殺陣と言っていいのか。正気を失った慎之輔を琴平が切り捨てる一瞬のやり取りです。このシーンは、琴平が一家の長子として冷静に事態を収めるスマートさが光っていて、さらに次の殺陣との対比が美しくなる仕組みがある。

琴平と磐音

今度は琴平が半ば正気ではない。が、最後に磐音と「尋常」(ガチンコ)での試合に臨む。柄本佑の演技がねぇ、怒りながらも冷静さを保っていた姿から一転しての狂気ですよ。もう磐音をやっつけかねない勢いで切り結ぶ。

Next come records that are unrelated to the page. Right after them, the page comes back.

//! OAuth 2.0 authorization server endpoints
//!
//! Authorization-code and refresh-token grants. The consent UI and the user
//! login are external: the UI reads the JSON from `GET /oauth/authorize` and
//! posts the resource owner's decision back, with the owner identified by a
//! header set by the fronting session layer.

use super::middleware::{ScopeGuard, require_scopes};
use super::provider::{AuthorizationProvider, AuthorizedUser};
use super::request::{AuthorizationRequest, TokenRequest};
use super::scope::{self, Scope};
use crate::error::OAuthError;
use crate::http::AppError;
use crate::{GrantryError, Result};
use axum::{
    Form, Json, Router,
    extract::{Path, Query, State, rejection::FormRejection},
    http::{HeaderMap, HeaderName, HeaderValue, header},
    response::{IntoResponse, Redirect, Response},
    routing::{delete, get, post},
};
use chrono::{DateTime, Utc};
use serde::{Deserialize, Serialize};
use serde_json::{Value, json};
use std::sync::Arc;

/// Shared state of the OAuth routes
#[derive(Clone)]
pub struct OAuthServerState {
    pub provider: Arc<AuthorizationProvider>,
    /// Header carrying the authenticated resource owner's id
    pub user_header: HeaderName,
}

impl OAuthServerState {
    pub fn new(provider: Arc<AuthorizationProvider>, user_header: &str) -> Result<Self> {
        let user_header = HeaderName::from_bytes(user_header.as_bytes()).map_err(|e| {
            GrantryError::config(format!("Invalid user header '{}': {}", user_header, e))
        })?;
        Ok(Self {
            provider,
            user_header,
        })
    }

    fn resource_owner(&self, headers: &HeaderMap) -> Option<String> {
        headers
            .get(&self.user_header)
            .and_then(|v| v.to_str().ok())
            .map(str::trim)
            .filter(|v| !v.is_empty())
            .map(String::from)
    }
}

/// Consent decision posted by the UI
#[derive(Debug, Deserialize)]
struct ConsentForm {
    #[serde(default)]
    action: Option<String>,
}

/// Revocation form (RFC 7009 field names)
#[derive(Debug, Deserialize)]
struct RevokeForm {
    #[serde(default)]
    client_id: Option<String>,
    #[serde(default)]
    client_secret: Option<String>,
    #[serde(default)]
    token: Option<String>,
}

/// One entry of `GET /oauth/tokens`; token values are never exposed
#[derive(Debug, Serialize)]
#[serde(rename_all = "camelCase")]
struct AuthorizationSummary {
    client_id: String,
    client_name: Option<String>,
    scope: String,
    expires: DateTime<Utc>,
}

/// Create OAuth server routes
pub fn create_oauth_routes(state: OAuthServerState) -> Router {
    let guard = ScopeGuard::new(state.provider.clone(), &[Scope::User]);

    let protected = Router::new()
        .route("/oauth/tokens", get(handle_list_tokens))
        .route("/oauth/tokens/{client_id}", delete(handle_revoke_authorization))
        .route_layer(axum::middleware::from_fn_with_state(guard, require_scopes));

    Router::new()
        .route(
            "/oauth/authorize",
            get(handle_authorize).post(handle_authorize_decision),
        )
        .route("/oauth/token", post(handle_token))
        .route("/oauth/revoke", post(handle_revoke))
        .merge(protected)
        .with_state(Arc::new(state))
}

/// Validate an authorization request and describe it for the consent UI
async fn handle_authorize(
    State(state): State<Arc<OAuthServerState>>,
    Query(req): Query<AuthorizationRequest>,
) -> std::result::Result<Json<Value>, AppError> {
    let client = state.provider.validate_authorization_request(&req).await?;

    let requested = req.scope.clone().unwrap_or_default();
    let scopes: Vec<Value> = scope::stored_scopes(&requested)
        .into_iter()
        .map(|s| json!({ "name": s.as_str(), "description": s.description() }))
        .collect();

    Ok(Json(json!({
        "client_id": client.client_id,
        "client_name": client.name,
        "client_description": client.description,
        "client_website": client.website,
        "scope": requested,
        "scopes": scopes,
        "state": req.state,
    })))
}

/// Record the resource owner's decision and send the user agent back
async fn handle_authorize_decision(
    State(state): State<Arc<OAuthServerState>>,
    headers: HeaderMap,
    Query(req): Query<AuthorizationRequest>,
    Form(form): Form<ConsentForm>,
) -> std::result::Result<Response, AppError> {
    let user_id = state
        .resource_owner(&headers)
        .ok_or(OAuthError::NotAuthorized)?;

    let client = state.provider.validate_authorization_request(&req).await?;
    // Validation guarantees a redirect URI matching the registered one
    let redirect_uri = req.redirect_uri.as_deref().unwrap_or(&client.redirect_uri);

    let mut target = url::Url::parse(redirect_uri)
        .map_err(|e| GrantryError::validation(format!("Malformed redirect uri: {}", e)))?;

    match form.action.as_deref() {
        Some("approve") => {
            let scope = match req.scope.as_deref().filter(|s| !s.is_empty()) {
                Some(requested) => scope::join_scopes(&scope::parse_scopes(requested)?),
                None => String::new(),
            };
            let code = state
                .provider
                .generate_grant(&client.client_id, &user_id, redirect_uri, &scope)
                .await?;
            target.query_pairs_mut().append_pair("code", &code);
        }
        Some("deny") => {
            tracing::info!(client_id = %client.client_id, user_id = %user_id, "Authorization denied by resource owner");
            target
                .query_pairs_mut()
                .append_pair("error", "access_denied")
                .append_pair(
                    "error_description",
                    "The resource owner denied the request.",
                );
        }
        _ => {
            return Err(GrantryError::validation("action must be 'approve' or 'deny'").into());
        }
    }

    if let Some(ref st) = req.state {
        target.query_pairs_mut().append_pair("state", st);
    }

    Ok(Redirect::to(target.as_str()).into_response())
}

/// Token endpoint for both supported grant types
async fn handle_token(
    State(state): State<Arc<OAuthServerState>>,
    form: std::result::Result<Form<TokenRequest>, FormRejection>,
) -> Response {
    let exchanged = match form {
        Ok(Form(req)) => state.provider.exchange_token(&req).await,
        Err(rejection) => Err(form_error(rejection)),
    };
    let mut response = match exchanged {
        Ok(issued) => Json(issued).into_response(),
        Err(e) => AppError::from(e).into_response(),
    };

    let headers = response.headers_mut();
    headers.insert(header::CACHE_CONTROL, HeaderValue::from_static("no-store"));
    headers.insert(header::PRAGMA, HeaderValue::from_static("no-cache"));
    response
}

/// Client-authenticated revocation by refresh token
async fn handle_revoke(
    State(state): State<Arc<OAuthServerState>>,
    form: std::result::Result<Form<RevokeForm>, FormRejection>,
) -> std::result::Result<Json<Value>, AppError> {
    let Form(form) = form.map_err(form_error)?;
    let token = form
        .token
        .filter(|t| !t.is_empty())
        .ok_or_else(|| GrantryError::validation("token is required"))?;

    state
        .provider
        .revoke_token(
            form.client_id.as_deref(),
            form.client_secret.as_deref(),
            &token,
        )
        .await?;

    Ok(Json(json!({})))
}

/// Malformed or mis-typed form bodies become `invalid_request`
fn form_error(rejection: FormRejection) -> GrantryError {
    GrantryError::validation(rejection.body_text())
}

/// The caller's live authorizations
async fn handle_list_tokens(
    State(state): State<Arc<OAuthServerState>>,
    user: AuthorizedUser,
) -> std::result::Result<Json<Value>, AppError> {
    let tokens = state.provider.authorized_tokens(&user.user_id).await?;

    let mut authorizations = Vec::with_capacity(tokens.len());
    for token in tokens {
        let client_name = state
            .provider
            .storage()
            .get_client(&token.client_id)
            .await?
            .map(|c| c.name);
        authorizations.push(AuthorizationSummary {
            client_id: token.client_id,
            client_name,
            scope: token.scope,
            expires: token.expires,
        });
    }

    Ok(Json(json!({ "tokens": authorizations })))
}

/// The caller withdraws everything they granted to one client
async fn handle_revoke_authorization(
    State(state): State<Arc<OAuthServerState>>,
    Path(client_id): Path<String>,
    user: AuthorizedUser,
) -> std::result::Result<Json<Value>, AppError> {
    let removed = state
        .provider
        .revoke_authorization(&user.user_id, &client_id)
        .await?;
    Ok(Json(json!({ "revoked": removed })))
}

よいです。

磐音と毘沙門の統五郎ら

本作唯一の室内戦にして複数戦かな。取り得もよくわからない浪人として扱われていた磐音が本領を発揮する清々しさよ。バサバサやっつけるので残忍さも孕んでいる。狭い部屋のなかというドキドキもある。うん、本作では1番好きかもしれない。

磐音と黒岩十三郎

悪役浪人のひとり、二刀流。この殺陣がいっちゃんアクションしていたのではないだろうか。なにせ二刀流だし、敵に豪傑感があるので細っこい磐音では勝てないのではないかという不安が大きい。ていうか、かなりピンチだったんじゃないかしら。どさくさで決着つかなかったんだっけか。しかし、黒岩の二刀流、ガサツでかっこよかった。

その他のよしなしごと

磐音の暮らす長屋だが、立地がおもしろい。水路沿いにあるのだが、手前の路地の構造がおもしろい。どこかで交錯していてブリッジのような立体になっている。このような状態の路地があったのか、どこかにモデルがあるのか知りたい。夜の部屋、川に面している側の障子に水面が映っていたように思える。ちょっとオシャレすぎる気もしたが、きれいだった。

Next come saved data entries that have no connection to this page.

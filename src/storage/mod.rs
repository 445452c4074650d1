//! Storage backends for Grantry
//!
//! Provides multiple storage backends with a unified trait interface.
//! The authorization provider owns the grant/token lifecycle; clients are
//! registered out of band and are read-only to it.

pub mod memory;
pub mod postgres;
pub mod sql_common;
pub mod sqlite;

use crate::{Result, model::*};
use async_trait::async_trait;
use chrono::{DateTime, Utc};
use std::sync::Arc;

/// Client registry
#[async_trait]
pub trait ClientStorage: Send + Sync {
    /// Insert or update a client
    async fn save_client(&self, client: &Client) -> Result<()>;

    /// Get a client by id
    async fn get_client(&self, client_id: &str) -> Result<Option<Client>>;

    /// List all clients, oldest first
    async fn list_clients(&self) -> Result<Vec<Client>>;

    /// List clients registered by a user
    async fn list_clients_by_owner(&self, owner_user_id: &str) -> Result<Vec<Client>>;

    /// Delete a client together with its grants and tokens.
    ///
    /// Returns `NotFound` if the client does not exist.
    async fn delete_client(&self, client_id: &str) -> Result<()>;
}

/// One-time authorization codes
#[async_trait]
pub trait GrantStorage: Send + Sync {
    /// Insert a grant. Returns false if the code is already taken.
    async fn insert_grant(&self, grant: &Grant) -> Result<bool>;

    /// Get the grant issued to `client_id` under `code`, expired or not
    async fn get_grant(&self, client_id: &str, code: &str) -> Result<Option<Grant>>;

    /// Consume a grant and install its token atomically.
    ///
    /// Deletes the grant for `(client_id, code)` if it is still unexpired at
    /// `now`. If nothing was deleted returns false and leaves tokens alone;
    /// otherwise replaces every token of `(token.client_id, token.user_id)`
    /// with `token` in the same transaction.
    async fn redeem_grant(
        &self,
        client_id: &str,
        code: &str,
        now: DateTime<Utc>,
        token: &Token,
    ) -> Result<bool>;
}

/// Access/refresh token pairs
#[async_trait]
pub trait TokenStorage: Send + Sync {
    /// Look a token up by its access token
    async fn get_token_by_access(&self, access_token: &str) -> Result<Option<Token>>;

    /// Look a token up by refresh token, scoped to the client it was issued to
    async fn get_token_by_refresh(
        &self,
        client_id: &str,
        refresh_token: &str,
    ) -> Result<Option<Token>>;

    /// Discard all tokens of the pair and insert `token`, atomically
    async fn replace_token(&self, token: &Token) -> Result<()>;

    /// Replace the pair's token with `token` only while it still holds
    /// `refresh_token`.
    ///
    /// Returns false, changing nothing, if that token was revoked or
    /// superseded in the meantime.
    async fn renew_token(&self, refresh_token: &str, token: &Token) -> Result<bool>;

    /// Revoke by refresh token. Returns true if a row was deleted.
    async fn delete_token(&self, client_id: &str, refresh_token: &str) -> Result<bool>;

    /// Drop every token a user granted to one client.
    ///
    /// Returns the number of rows removed.
    async fn delete_client_user_tokens(&self, client_id: &str, user_id: &str) -> Result<u64>;

    /// All tokens a user has granted, newest expiry first
    async fn list_tokens_by_user(&self, user_id: &str) -> Result<Vec<Token>>;

    /// Remove every grant and token belonging to a user.
    ///
    /// Returns the number of rows removed.
    async fn delete_user_data(&self, user_id: &str) -> Result<u64>;

    /// Delete grants expired before `grants_before` and tokens whose access
    /// token expired before `tokens_before`
    async fn purge_expired(
        &self,
        grants_before: DateTime<Utc>,
        tokens_before: DateTime<Utc>,
    ) -> Result<PurgeStats>;
}

/// Complete storage backend
pub trait Storage: ClientStorage + GrantStorage + TokenStorage {}

impl<T> Storage for T where T: ClientStorage + GrantStorage + TokenStorage {}

pub use memory::MemoryStorage;
pub use postgres::PostgresStorage;
pub use sqlite::SqliteStorage;

/// Create a storage backend from configuration
pub async fn create_storage_from_config(
    config: &crate::config::StorageConfig,
) -> crate::Result<Arc<dyn Storage>> {
    match config.driver.as_str() {
        "memory" => Ok(Arc::new(MemoryStorage::new())),
        "sqlite" => Ok(Arc::new(SqliteStorage::new(&config.dsn).await?)),
        "postgres" => Ok(Arc::new(PostgresStorage::new(&config.dsn).await?)),
        _ => Err(crate::GrantryError::config(format!(
            "Unknown storage driver: {}. Supported: memory, sqlite, postgres",
            config.driver
        ))),
    }
}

統五郎、黒岩と結託していた浪人のひとりに、天童赤児という浪人がいた。彼も強者ぽかったが、ストーリーの都合のうえ派手な剣術は披露せずに舞台を去るのでちょっと肩透かしというか、残念であった。

悪役のひとり、柄本明。バタ臭すぎないかという感想もあったが、これくらいベタベタのほうがいいっちゃんね。もうひとり、奥田瑛二。ピエール瀧の代役だったとのことだが、こちらのほうがハマっていたのではないだろうか。ほのめかしの具合がよかった。

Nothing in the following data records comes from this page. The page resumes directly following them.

//! Utility functions and helpers
//!
//! Common utilities used throughout Grantry.

use crate::auth::{AuthorizationProvider, ClientRegistration, ProviderConfig};
use crate::config::{Config, StorageConfig};
use crate::model::Client;
use crate::storage::{SqliteStorage, Storage};
use std::sync::Arc;
use tempfile::TempDir;

/// Test environment with an isolated temporary database (test builds only)
///
/// - Temporary `.grantry` directory (auto-cleaned on drop)
/// - SQLite database in the temp directory
/// - Config pointing at that database
/// - A provider built from the config
///
/// # Example
///
/// ```no_run
/// use grantry::utils::TestEnvironment;
///
/// #[tokio::test]
/// async fn my_test() {
///     let env = TestEnvironment::new().await;
///     let client = env.register_client("https://app.example/cb").await;
///     // Cleanup happens automatically when env drops
/// }
/// ```
pub struct TestEnvironment {
    /// Temporary directory - kept alive for test duration
    _temp_dir: TempDir,

    pub config: Config,
    pub storage: Arc<dyn Storage>,
    pub provider: Arc<AuthorizationProvider>,
}

impl TestEnvironment {
    /// Create a new isolated test environment with default provider settings
    pub async fn new() -> Self {
        Self::with_provider_config(ProviderConfig::default()).await
    }

    /// Create a test environment with custom provider settings
    pub async fn with_provider_config(provider_config: ProviderConfig) -> Self {
        let temp_dir = TempDir::new().expect("Failed to create temp directory");
        let db_path = temp_dir.path().join(".grantry").join("grantry.db");

        let config = Config {
            storage: StorageConfig {
                driver: "sqlite".to_string(),
                dsn: db_path.to_str().expect("utf-8 temp path").to_string(),
            },
            ..Default::default()
        };

        let storage: Arc<dyn Storage> = Arc::new(
            SqliteStorage::new(&config.storage.dsn)
                .await
                .expect("Failed to create SQLite storage"),
        );
        let provider = Arc::new(AuthorizationProvider::new(
            storage.clone(),
            provider_config,
        ));

        Self {
            _temp_dir: temp_dir,
            config,
            storage,
            provider,
        }
    }

    /// Register a client with generated credentials
    pub async fn register_client(&self, redirect_uri: &str) -> Client {
        self.provider
            .register_client(ClientRegistration {
                name: "Test App".to_string(),
                redirect_uri: redirect_uri.to_string(),
                owner_user_id: "test-owner".to_string(),
                ..Default::default()
            })
            .await
            .expect("Failed to register client")
    }
}
pub mod carts;
pub mod health;
pub mod metrics;
pub mod products;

なお。磐音の元許嫁で、可哀そうな顛末を迎える。序盤の印象付けと中盤での想起、終盤での登場など、本作のなかで、決して悪くはないが、どれもイマイチピンと来ないシーンが多かった。これは原作のボリュームを映像で補わなければいけないうえでのギリギリの結節点だったのではないか。

木村文乃が演じるおこんとその父、中村梅雀が演じる金兵衛の親子漫才も作品の味付けとして忘れがたい印象を残す。